From our example, consider the design of a constellation to observe ocean surface wind speed from two separate observatories with the same orbit ground track. Given a requirement of representativity error no greater than 0.5 m s−1, the above results from Fig. 1 indicate that the satellites be staggered no more than 25 min apart in the orbit plane. Note that this corresponds to an average representativity error under typical conditions. However, if the target observable is ocean winds for tropical cyclone monitoring, during which surface wind speed exhibits a much larger dynamic range and steeper decorrelation rolloff, a 25-min separation would likely be too large. In this case, observation planners can quickly estimate that more satellites would be needed, and estimate cost of meeting this requirement. From another angle, planners with fixed budgets could mitigate this by placing the two satellites closer together within the same plane, reducing the revisit time between the two, but at the expense of daily coverage.

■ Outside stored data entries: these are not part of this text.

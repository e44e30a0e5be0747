//! # Sequitur - Online Grammar Inference
//!
//! Builds a context-free grammar from a sequence of values, one value at a
//! time, such that expanding the root rule reproduces the input exactly and
//! repeated substrings are factored into shared rules.
//!
//! After every appended value the grammar satisfies two constraints:
//! 1. **Digram Uniqueness**: no pair of adjacent symbols occurs twice
//!    (overlapping occurrences inside a run such as `aaa` excepted)
//! 2. **Rule Utility**: every rule other than the root is used at least twice
//!
//! ## Example
//!
//! ```
//! use sequitur_grammar::{Element, Sequitur};
//!
//! let mut seq = Sequitur::new();
//! seq.append_str("abcabc").unwrap();
//!
//! // Reconstructs the original sequence
//! let text: String = seq.iter().filter_map(char::from_u32).collect();
//! assert_eq!(text, "abcabc");
//!
//! // R0 -> R1 R1, R1 -> a b c
//! let listing = seq.listing();
//! assert_eq!(listing[0].body, vec![Element::Rule(1), Element::Rule(1)]);
//! assert_eq!(listing[1].usage, 2);
//!
//! print!("{}", seq.render());
//! ```
//!
//! ## Performance
//!
//! - O(1) amortized time per value appended
//! - Symbols and rules live in generational arenas (SlotMap); links and the
//!   digram index hold stable keys, never pointers
//!
//! An engine is single-threaded and owns all of its state; independent
//! grammars are independent `Sequitur` values.

mod config;
mod digram;
mod error;
mod grammar;
mod iter;
mod render;
mod rule;
mod sequitur;
mod symbol;

#[cfg(test)]
mod tests;

pub use config::SequiturConfig;
pub use error::GrammarError;
pub use iter::SequiturIter;
pub use render::{Element, ListedRule};
pub use sequitur::{CompressionStats, Sequitur};
pub use symbol::NONTERMINAL_BASE;
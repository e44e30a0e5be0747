/// Engine settings that stay fixed across `reset`.
#[derive(Debug, Clone, Copy, Default, PartialEq, Eq)]
pub struct SequiturConfig {
    /// A terminal value that never takes part in a digram, so no rule ever
    /// spans it (for example a line separator).
    pub delimiter: Option<u32>,
}

impl SequiturConfig {
    pub fn new() -> Self {
        Self::default()
    }

    /// Sets the delimiter value.
    pub fn with_delimiter(mut self, delimiter: u32) -> Self {
        self.delimiter = Some(delimiter);
        self
    }
}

This problem can be extended to thresholds established for matching up observations for opportunistic or vicarious calibrations. Techniques such as simultaneous nadir overpasses (SNOs) (Zou et al. 2006) often establish thresholds in space and time that approximate simultaneity. This technique can establish objective representativity guidelines that can optimize the quantity of matchup data, or enable constellations that feature frequent SNOs for operational calibration.
Acknowledgments.
We appreciate the thoughtful reviews for this manuscript, which substantially improved the readability and quality of this work. All remaining errors and deficiencies are the authors. This manuscript is the sole work of the listed authors and does not necessarily represent the views of the National Oceanic and Atmospheric Administration or the U.S. Department of Commerce. This work was partially supported by NASA Science Mission Directorate Contract NNL13AQ00C with the University of Michigan. The authors declare no conflict of interest.
Data availability statement.
Data analyzed in this study were derived from existing public, openly available datasets cited in the reference section (see National Data Buoy Center 1971; Global Modeling and Assimilation Office 2015).